==== RECORD SET ====

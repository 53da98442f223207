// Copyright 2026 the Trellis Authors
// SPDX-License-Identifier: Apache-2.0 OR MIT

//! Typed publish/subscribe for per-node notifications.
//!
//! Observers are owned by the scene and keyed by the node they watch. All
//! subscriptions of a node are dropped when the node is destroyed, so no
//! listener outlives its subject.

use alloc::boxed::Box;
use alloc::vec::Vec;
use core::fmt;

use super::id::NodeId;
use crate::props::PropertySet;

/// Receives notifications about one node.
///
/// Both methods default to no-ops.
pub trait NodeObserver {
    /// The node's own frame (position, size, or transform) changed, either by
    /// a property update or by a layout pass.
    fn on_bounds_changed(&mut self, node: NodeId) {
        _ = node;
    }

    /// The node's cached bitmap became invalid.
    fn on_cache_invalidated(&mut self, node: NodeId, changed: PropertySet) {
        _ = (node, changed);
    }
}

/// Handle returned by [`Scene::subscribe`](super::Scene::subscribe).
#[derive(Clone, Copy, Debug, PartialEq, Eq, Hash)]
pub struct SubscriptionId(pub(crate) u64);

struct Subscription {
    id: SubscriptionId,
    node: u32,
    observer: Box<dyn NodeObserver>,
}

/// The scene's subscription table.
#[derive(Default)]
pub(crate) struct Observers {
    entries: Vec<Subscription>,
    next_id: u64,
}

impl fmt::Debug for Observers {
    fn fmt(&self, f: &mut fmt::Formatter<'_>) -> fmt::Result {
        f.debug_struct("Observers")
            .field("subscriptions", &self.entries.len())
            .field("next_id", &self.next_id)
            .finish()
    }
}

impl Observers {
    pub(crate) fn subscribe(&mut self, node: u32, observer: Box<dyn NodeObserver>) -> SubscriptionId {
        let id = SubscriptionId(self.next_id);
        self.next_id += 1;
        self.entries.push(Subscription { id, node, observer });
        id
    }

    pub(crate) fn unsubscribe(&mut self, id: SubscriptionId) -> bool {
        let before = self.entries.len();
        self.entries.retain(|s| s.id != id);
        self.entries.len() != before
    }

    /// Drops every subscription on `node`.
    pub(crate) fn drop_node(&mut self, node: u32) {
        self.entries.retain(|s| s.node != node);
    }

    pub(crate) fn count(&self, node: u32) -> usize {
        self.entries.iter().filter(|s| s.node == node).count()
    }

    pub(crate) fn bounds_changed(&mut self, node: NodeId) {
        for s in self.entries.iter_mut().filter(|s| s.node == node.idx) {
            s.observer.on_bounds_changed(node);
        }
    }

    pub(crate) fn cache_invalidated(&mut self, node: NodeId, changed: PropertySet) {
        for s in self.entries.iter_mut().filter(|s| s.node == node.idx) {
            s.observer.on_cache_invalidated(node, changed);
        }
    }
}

====

YOUR OBJECTIVE: Copy, exactly and only, the lines above that begin with the one containing "Drops every subscription" and finish with the one containing "s.observer.on_cache_invalidated(node, changed);".

ANSWER AREA:
    /// Drops every subscription on `node`.
    pub(crate) fn drop_node(&mut self, node: u32) {
        self.entries.retain(|s| s.node != node);
    }

    pub(crate) fn count(&self, node: u32) -> usize {
        self.entries.iter().filter(|s| s.node == node).count()
    }

    pub(crate) fn bounds_changed(&mut self, node: NodeId) {
        for s in self.entries.iter_mut().filter(|s| s.node == node.idx) {
            s.observer.on_bounds_changed(node);
        }
    }

    pub(crate) fn cache_invalidated(&mut self, node: NodeId, changed: PropertySet) {
        for s in self.entries.iter_mut().filter(|s| s.node == node.idx) {
            s.observer.on_cache_invalidated(node, changed);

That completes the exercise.